If the police continue to question you after you have asserted your right to remain silent, they have violated Miranda. As a result, anything you say after that point -- and any evidence gleaned from that conversation -- will not be admissible at your trial.

How heavy-handed can the police get when asking questions?

Information that you voluntarily disclose to a police officer (after you have been properly warned) is generally admissible at trial. The key word is "voluntary." Police officers are not allowed to use physical force or psychological coercion to get you to talk to them. The days of the rubber hose, protracted grilling under bright lights, and severe sleep deprivation are pretty much over. If police officers obtain information through any of these illegal means, the information cannot be used by the prosecutor at trial. In addition, under the rule known as "the fruit of the poisonous tree," any evidence that the police obtain as the result of a coerced statement is equally inadmissible. Defendants often claim that police officers coerced them into talking. And it's just as common for police officers to say that the defendants spoke voluntarily. If the police physically coerce a defendant into talking, the defendant can support his coercion claims with photos of marks and bruises. But actual police brutality is unusual, and a defendant cannot usually offer independent evidence to support his claims of psychological coercion. Judges, believing that defendants have a greater motivation to lie than do police officers, usually side with the police and conclude that no coercion took place.

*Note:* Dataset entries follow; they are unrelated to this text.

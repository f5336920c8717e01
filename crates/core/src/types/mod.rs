//! Core types for Apotheca.
//!
//! This module provides type-safe wrappers for common domain concepts.

pub mod email;
pub mod id;
pub mod role;
pub mod status;

pub use email::{Email, EmailError};
pub use id::*;
pub use role::{RoleSet, UnknownRole, UserRole};
pub use status::*;
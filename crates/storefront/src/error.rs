//! Unified error handling with Sentry integration.
//!
//! Provides a unified `AppError` for binaries built on the session core, and
//! the helpers that attach user context and swallowed failures to Sentry.

use thiserror::Error;

use crate::backend::BackendError;
use crate::config::ConfigError;
use crate::services::auth::AuthError;

/// Application-level error type.
#[derive(Debug, Error)]
pub enum AppError {
    /// Configuration could not be loaded.
    #[error("Configuration error: {0}")]
    Config(#[from] ConfigError),

    /// An auth operation failed.
    #[error("Auth error: {0}")]
    Auth(#[from] AuthError),

    /// The hosted backend failed outside an auth operation.
    #[error("Backend error: {0}")]
    Backend(#[from] BackendError),

    /// Input rejected before reaching the backend.
    #[error("Invalid input: {0}")]
    InvalidInput(String),
}

impl AppError {
    /// Whether the user can fix this by changing what they entered.
    #[must_use]
    pub const fn is_user_error(&self) -> bool {
        match self {
            Self::Auth(err) => err.is_user_error(),
            Self::InvalidInput(_) => true,
            Self::Config(_) | Self::Backend(_) => false,
        }
    }

    /// Log the error, capturing service failures to Sentry.
    pub fn report(&self) {
        if self.is_user_error() {
            tracing::warn!(error = %self, "Operation rejected");
        } else {
            let event_id = sentry::capture_error(self);
            tracing::error!(
                error = %self,
                sentry_event_id = %event_id,
                "Operation failed"
            );
        }
    }
}

/// Result type alias for `AppError`.
pub type Result<T> = std::result::Result<T, AppError>;

/// Report an error that was deliberately not surfaced to the caller.
///
/// `operation` is attached as a tag so these can be found and reconciled.
pub fn capture_swallowed<E>(err: &E, operation: &str)
where
    E: std::error::Error + ?Sized,
{
    sentry::with_scope(
        |scope| {
            scope.set_tag("swallowed", "true");
            scope.set_tag("operation", operation);
        },
        || sentry::capture_error(err),
    );
}

/// Set the Sentry user context from a user ID.
///
/// Call this after successful authentication to associate errors with users.
pub fn set_sentry_user(user_id: &impl ToString, email: Option<&str>) {
    sentry::configure_scope(|scope| {
        scope.set_user(Some(sentry::User {
            id: Some(user_id.to_string()),
            email: email.map(String::from),
            ..Default::default()
        }));
    });
}

/// Clear the Sentry user context.
///
/// Call this on logout to stop associating errors with the user.
pub fn clear_sentry_user() {
    sentry::configure_scope(|scope| {
        scope.set_user(None);
    });
}

/// Add a breadcrumb for an auth event.
pub fn add_breadcrumb(category: &str, message: &str, data: &[(&str, &str)]) {
    let mut breadcrumb = sentry::Breadcrumb {
        category: Some(category.to_string()),
        message: Some(message.to_string()),
        level: sentry::Level::Info,
        ..Default::default()
    };

    for (key, value) in data {
        breadcrumb.data.insert(
            (*key).to_string(),
            serde_json::Value::String((*value).to_string()),
        );
    }

    sentry::add_breadcrumb(breadcrumb);
}

#[cfg(test)]
mod tests {
    use super::*;

    #[test]
    fn test_app_error_display() {
        let err = AppError::InvalidInput("role must be consumer or vendor".to_string());
        assert_eq!(err.to_string(), "Invalid input: role must be consumer or vendor");

        let err = AppError::Auth(AuthError::InvalidCredentials);
        assert_eq!(err.to_string(), "Auth error: invalid credentials");
    }

    #[test]
    fn test_user_error_classification() {
        assert!(AppError::Auth(AuthError::UserAlreadyExists).is_user_error());
        assert!(AppError::InvalidInput("x".to_string()).is_user_error());
        assert!(!AppError::Backend(BackendError::NoSession).is_user_error());
        assert!(
            !AppError::Auth(AuthError::Backend(BackendError::Unavailable("down".to_string())))
                .is_user_error()
        );
        assert!(!AppError::Config(ConfigError::MissingEnvVar("X".to_string())).is_user_error());
    }

    #[test]
    fn test_sentry_helpers_without_client_are_noops() {
        set_sentry_user(&"0b6f7f3e", Some("ann@x.com"));
        add_breadcrumb("auth", "SIGNED_IN", &[("identity_id", "0b6f7f3e")]);
        capture_swallowed(&BackendError::NoSession, "test");
        clear_sentry_user();
    }
}
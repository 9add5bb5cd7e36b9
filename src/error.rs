use std::fmt;

use grid_labs_common::ColorMode;

pub type Result<T> = std::result::Result<T, Error>;

#[derive(Debug)]
pub enum Error {
    /// A shape with no axes or with a zero-length axis.
    InvalidDimensions(Vec<usize>),
    InvalidCoordinate {
        coord: Vec<usize>,
        dimensions: Vec<usize>,
    },
    OutOfBounds {
        x: usize,
        y: usize,
        width: usize,
        height: usize,
    },
    /// Nested dictionary data does not match the declared dimensions.
    ShapeMismatch(String),
    TooLarge {
        cells: usize,
        limit: usize,
    },
    NotTwoDimensional(usize),
    InvalidKernel(String),
    InvalidSeam(String),
    PixelCount {
        expected: usize,
        actual: usize,
    },
    TooManySeams {
        requested: usize,
        width: usize,
    },
    UnsupportedFormat(ColorMode),
    Json(serde_json::Error),
}

impl fmt::Display for Error {
    fn fmt(&self, f: &mut fmt::Formatter) -> fmt::Result {
        match self {
            Error::InvalidDimensions(dimensions) => {
                write!(f, "invalid dimensions {dimensions:?}")
            }
            Error::InvalidCoordinate { coord, dimensions } => {
                write!(f, "coordinate {coord:?} is outside dimensions {dimensions:?}")
            }
            Error::OutOfBounds {
                x,
                y,
                width,
                height,
            } => write!(f, "pixel ({x}, {y}) is outside a {width}x{height} image"),
            Error::ShapeMismatch(reason) => write!(f, "shape mismatch: {reason}"),
            Error::TooLarge { cells, limit } => {
                write!(f, "{cells} cells exceed the limit of {limit}")
            }
            Error::NotTwoDimensional(rank) => {
                write!(f, "expected a 2-dimensional board, found {rank} dimensions")
            }
            Error::InvalidKernel(reason) => write!(f, "invalid kernel: {reason}"),
            Error::InvalidSeam(reason) => write!(f, "invalid seam: {reason}"),
            Error::PixelCount { expected, actual } => {
                write!(f, "expected {expected} pixels, got {actual}")
            }
            Error::TooManySeams { requested, width } => {
                write!(f, "cannot remove {requested} columns from an image {width} wide")
            }
            Error::UnsupportedFormat(mode) => write!(f, "unsupported image mode {mode}"),
            Error::Json(err) => write!(f, "json: {err}"),
        }
    }
}

impl std::error::Error for Error {
    fn source(&self) -> Option<&(dyn std::error::Error + 'static)> {
        match self {
            Error::Json(err) => Some(err),
            _ => None,
        }
    }
}

impl From<serde_json::Error> for Error {
    fn from(value: serde_json::Error) -> Self {
        Error::Json(value)
    }
}
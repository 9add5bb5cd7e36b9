/// Installs a `tracing` fmt subscriber that writes through the test
/// harness capture. Later calls are ignored.
pub fn init_for_tests() {
    let _ = tracing_subscriber::fmt()
        .with_max_level(tracing::Level::TRACE)
        .with_test_writer()
        .try_init();
}
use grid_labs::{Error, Field, GameDict, GameState, Image, Nested, logging};

fn hyper_dict() -> GameDict {
    serde_json::from_str(
        r#"{"dimensions": [2, 4, 2],
            "board": [[[3, "."], [3, 3], [1, 1], [0, 0]],
                      [[".", 3], [3, "."], [1, 1], [0, 0]]],
            "mask": [[[false, false], [false, true], [false, false], [false, false]],
                     [[false, false], [false, false], [false, false], [false, false]]],
            "state": "ongoing"}"#,
    )
    .unwrap()
}

fn symbols(rows: &[&[&[&str]]]) -> Nested<String> {
    Nested::Array(
        rows.iter()
            .map(|plane| {
                Nested::Array(
                    plane
                        .iter()
                        .map(|row| {
                            Nested::Array(
                                row.iter().map(|s| Nested::Leaf(s.to_string())).collect(),
                            )
                        })
                        .collect(),
                )
            })
            .collect(),
    )
}

#[test]
fn construct_matches_dictionary_board() {
    logging::init_for_tests();
    let field = Field::new(vec![2, 4, 2], [[0usize, 0, 1], [1, 0, 0], [1, 1, 1]]).unwrap();
    let dict = field.to_dict();
    assert_eq!(dict.board, hyper_dict().board);
    assert_eq!(dict.state, GameState::Ongoing);
    assert_eq!(dict.mask.get(&[1, 3, 1]), Some(&false));
}

#[test]
fn digging_a_zero_cell_floods_the_region() {
    logging::init_for_tests();
    let mut field = Field::from_dict(&hyper_dict()).unwrap();
    assert_eq!(field.dig(&[0, 3, 0]).unwrap(), 8);
    assert_eq!(field.state(), GameState::Ongoing);
    assert_eq!(
        field.render(false),
        symbols(&[
            &[&["_", "_"], &["_", "3"], &["1", "1"], &[" ", " "]],
            &[&["_", "_"], &["_", "_"], &["1", "1"], &[" ", " "]],
        ])
    );
    assert_eq!(
        field.render(true),
        symbols(&[
            &[&["3", "."], &["3", "3"], &["1", "1"], &[" ", " "]],
            &[&[".", "3"], &["3", "."], &["1", "1"], &[" ", " "]],
        ])
    );
}

#[test]
fn digging_a_bomb_ends_the_game() {
    logging::init_for_tests();
    let mut field = Field::from_dict(&hyper_dict()).unwrap();
    assert_eq!(field.dig(&[0, 0, 1]).unwrap(), 1);
    assert_eq!(field.state(), GameState::Defeat);
    assert_eq!(field.dig(&[0, 3, 0]).unwrap(), 0);
    assert_eq!(field.hidden_count(), 14);
}

#[test]
fn two_dimensional_dig_wins() {
    logging::init_for_tests();
    let dict: GameDict = serde_json::from_str(
        r#"{"dimensions": [2, 4],
            "board": [[".", 3, 1, 0], [".", ".", 1, 0]],
            "mask": [[false, true, false, false], [false, false, false, false]],
            "state": "ongoing"}"#,
    )
    .unwrap();
    let mut field = Field::from_dict(&dict).unwrap();
    assert_eq!(field.dig(&[0, 3]).unwrap(), 4);
    assert_eq!(field.state(), GameState::Victory);
    assert_eq!(field.render_ascii(false).unwrap(), "_31 \n__1 ");
}

#[test]
fn restored_games_trust_their_state() {
    let mut dict = hyper_dict();
    dict.state = GameState::Defeat;
    let mut field = Field::from_dict(&dict).unwrap();
    assert_eq!(field.dig(&[0, 3, 0]).unwrap(), 0);
    assert_eq!(field.dig(&[9, 9, 9]).unwrap(), 0);
    assert_eq!(field.to_dict(), dict);
}

#[test]
fn mismatched_dictionary_is_rejected() {
    let mut dict = hyper_dict();
    dict.dimensions = vec![2, 4];
    assert!(matches!(Field::from_dict(&dict), Err(Error::ShapeMismatch(_))));

    let bad = r#"{"dimensions": [1, 1], "board": [["?"]], "mask": [[false]], "state": "ongoing"}"#;
    assert!(matches!(Field::from_json(bad), Err(Error::Json(_))));
}

#[test]
fn clamped_pixel_access() {
    let image = Image::from_pixels(3, 3, (1..=9u8).map(f64::from).collect()).unwrap();
    assert_eq!(image.get_pixel_clamped(-1, 4), 7.0);
    assert!(matches!(image.get_pixel(0, 3), Err(Error::OutOfBounds { .. })));
}

#[test]
fn carving_avoids_the_high_contrast_region() {
    logging::init_for_tests();
    #[rustfmt::skip]
    let pixels = vec![
        0.0, 0.0, 0.0, 0.0, 255.0, 0.0,
        0.0, 0.0, 0.0, 0.0, 255.0, 0.0,
        0.0, 0.0, 0.0, 0.0, 255.0, 0.0,
    ];
    let image = Image::from_pixels(6, 3, pixels).unwrap();
    let carved = image.seam_carving(2).unwrap();
    assert_eq!(carved.width(), 4);
    for y in 0..3 {
        let row: Vec<f64> = (0..4).map(|x| carved.get_pixel(x, y).unwrap()).collect();
        assert_eq!(row, vec![0.0, 0.0, 255.0, 0.0]);
    }
}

Can a person who is charged with a crime be forced to give bodily samples?

Yes. You might think that being forced to give bodily samples -- such as blood, hair, or fingernail clippings -- is a violation of the U.S. Constitution's protection against self-incrimination, found in the Fifth Amendment. But the U.S. Supreme Court thinks otherwise. It has ruled that the Fifth Amendment protects communications only, and that bodily samples are physical evidence and therefore not covered by the Constitution.

I was pulled over at a roadblock and asked to wait and answer a police officer's questions. Is this legal?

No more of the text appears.